Chinese scientists used data from multiple independent large-scale genome-wide association studies (GWAS) on gut microbiota and longevity to examine the genetic correlation and potential causal association between gut microbiota and longevity.
They performed linkage disequilibrium score (LDSC) regression and Mendelian Randomisation (MR) analyses and note genetic correlations between four bacterial species and three (GWAS) aging traits (paternal longevity or parental life or health span).
Writing in BMC Microbiology, study authors explain the role of gut microbiota in parental longevity, in helping modulate chronic metabolic disease, immune function, and observable characteristics of aging.
“As metabolic diseases and aging are both characterised by low-grade inflammation and activation of the innate immune system, the influence of gut microbiota on obesity and related metabolic disorders may help detect healthy aging.”
They point out that longevity “reversely” influences gut microbiota due to the abundance of antibiotic resistance genes (ARG) and age-related changes to gut composition and structure.
“The longevity process has been shown to have a profound effect on the composition and structure of gut microbiota by regulating host metabolisms, such as lactobacillus intake and defecation frequency.”
However, studies indicate a positive association between microbial metabolic markers and gut microbiome uniqueness, “reflecting a healthy aging phenotype and predicting longevity of older adults”.
“Our results hope to provide biomarkers for clinicians and researchers to assess aging status by detecting changes in gut microbiota,” they assert.
Genetic risk variants
Data demonstrated the positive influence of Collinsella, Roseburia, and Sporobacter on longevity and healthy aging, as well as negative outcomes associated with Veillonella.
Roseburia produce’s beneficial SCFAs, such as butyrate, which enhance gut immune and anti-inflammatory activity, leading to improved health outcomes in chronic conditions, such as atherosclerosis and alcoholic fatty liver, the authors’ write.
“Imhann et al. emphasised the importance of considering the interaction of gut microbiota and host genes as they relate to immune system function, with a higher number inflammatory bowel disease (IBD) genetic risk variants associated with a decrease in the abundance of Roseburia.”
However, microbiota may also be a pathogenic factor in disease progression, such as colorectal cancer, cystic fibrosis, and ulcerative colitis, associated with Veillonella. In the current study, the bacterium was found in increased abundance among patients with early gastric cancer.

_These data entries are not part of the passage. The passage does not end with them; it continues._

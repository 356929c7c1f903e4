//! Error types for artifact generation
//!
//! This module defines the errors that can occur while resolving templates,
//! writing the generated enum, and reading it back.

use std::path::PathBuf;
use thiserror::Error;

/// Artifact error types.
///
/// Every variant is fatal for the generate stage.
#[derive(Debug, Error)]
pub enum ArtifactError {
    /// Template file does not exist
    #[error("Template file not found at: {}", .0.display())]
    TemplateNotFound(PathBuf),

    /// Template file exists but could not be read
    #[error("Could not read template [{}]: {source}", .path.display())]
    TemplateRead {
        /// Template path.
        path: PathBuf,
        /// Underlying I/O error.
        source: std::io::Error,
    },

    /// Output directory could not be created
    #[error("Could not create directory: {} ({source})", .path.display())]
    CreateDirectory {
        /// Directory path.
        path: PathBuf,
        /// Underlying I/O error.
        source: std::io::Error,
    },

    /// Artifact could not be written
    #[error("Could not write to file [{}]: {source}", .path.display())]
    Write {
        /// Artifact path.
        path: PathBuf,
        /// Underlying I/O error.
        source: std::io::Error,
    },

    /// Artifact could not be read back
    #[error("Could not read generated enum [{}]: {source}", .path.display())]
    Read {
        /// Artifact path.
        path: PathBuf,
        /// Underlying I/O error.
        source: std::io::Error,
    },

    /// Artifact exists but does not look like a generated permission enum
    #[error("The generated enum '{type_name}' is missing required accessors: {reason}")]
    Unloadable {
        /// Expected type name.
        type_name: String,
        /// What is missing.
        reason: String,
    },
}

/// Result type for artifact operations.
pub type ArtifactResult<T> = Result<T, ArtifactError>;

impl ArtifactError {
    /// Get error code for operator-facing reports.
    pub fn error_code(&self) -> &'static str {
        match self {
            ArtifactError::TemplateNotFound(_) => "TEMPLATE_NOT_FOUND",
            ArtifactError::TemplateRead { .. } => "TEMPLATE_READ",
            ArtifactError::CreateDirectory { .. } => "CREATE_DIRECTORY",
            ArtifactError::Write { .. } => "WRITE_FAILED",
            ArtifactError::Read { .. } => "READ_FAILED",
            ArtifactError::Unloadable { .. } => "UNLOADABLE_ENUM",
        }
    }
}
//! permgen - Main Entry Point

use clap::Parser;
use std::process::ExitCode;
use std::sync::Arc;

use permgen_cli::{logging, run, Cli, TerminalPrompt};

#[tokio::main]
async fn main() -> ExitCode {
    logging::init();
    let cli = Cli::parse();

    match run(cli, Arc::new(TerminalPrompt)).await {
        Ok(()) => ExitCode::SUCCESS,
        Err(e) => {
            tracing::error!(code = e.error_code(), "{e}");
            ExitCode::FAILURE
        }
    }
}
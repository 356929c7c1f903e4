//! `permgen sync`

use std::sync::Arc;
use tracing::{error, info, warn};

use permgen_codegen::GeneratedArtifact;
use permgen_sync::{JsonFileStore, OperatorPrompt, Reconciler, SyncOptions, SyncOutcome};

use super::generate::generate_enum;
use crate::config::GeneratorConfig;
use crate::error::CliResult;

/// Sync the generated enum into the permission store.
///
/// Generates the enum first when it does not exist yet.
pub async fn sync_permissions(
    config: &GeneratorConfig,
    options: &SyncOptions,
    prompt: Arc<dyn OperatorPrompt>,
) -> CliResult<SyncOutcome> {
    let target = config.artifact_target();

    if !target.path.exists() {
        warn!(path = %target.path.display(), "The enum file does not exist at [{}].", target.path.display());
        info!("Running 'generate-enum' to create it...");
        if let Err(e) = generate_enum(config, true, prompt.as_ref()) {
            error!("Failed to generate the enum file. Please run 'permgen generate-enum' manually.");
            return Err(e);
        }
    }

    let artifact = GeneratedArtifact::load(&target.path, &target.type_name)?;
    let store = JsonFileStore::open(&config.store.path, config.store.table_names.clone()).await?;

    let reconciler = Reconciler::new(Arc::new(store), prompt, config.reconciler_settings());
    let outcome = reconciler.reconcile(&artifact.all_values(), options).await?;
    Ok(outcome)
}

Results confirm the strong influence of dietary factors on gut pathology. For example, Collinsella abundance is especially associated with the Mediterranean diet and can reduce incidence of chronic metabolic disease and cancer. In the current study, levels were significantly higher in South Korean centenarians.
“Notably, although Collinsella has recently been associated with metabolic regulation, atherosclerosis, and type 2 diabetes mellitus, dietary interventions strongly influence Collinsella,” the authors’ comment.
On the other hand, Sporobacter (part of the Ruminococcaceae family) encourages production of short-chain fatty acids (SCFAs) that regulate appetite, energy metabolism, inflammation, and disease. It also helps control intestinal infection and low levels have been linked to ulcerative colitis (UC), multiple sclerosis (MS), rheumatoid arthritis (RA), and Crohn’s disease (CD).
“We speculated that the genetic association between Sporobacter and longevity might be due to their shared influence on immune function and immune-mediated inflammatory diseases,” the authors explain.
Overall, the observed causal associations may potentially provide “novel clues for the genetic pathogenies of the effect of gut microbiota on longevity”, they add.
Source: BMC Microbiology
Published online, December 13, 2022: http://doi.org/10.1186/s12866-022-02703-x
‘Association between gut microbiota and longevity: a genetic correlation and Mendelian randomisation study’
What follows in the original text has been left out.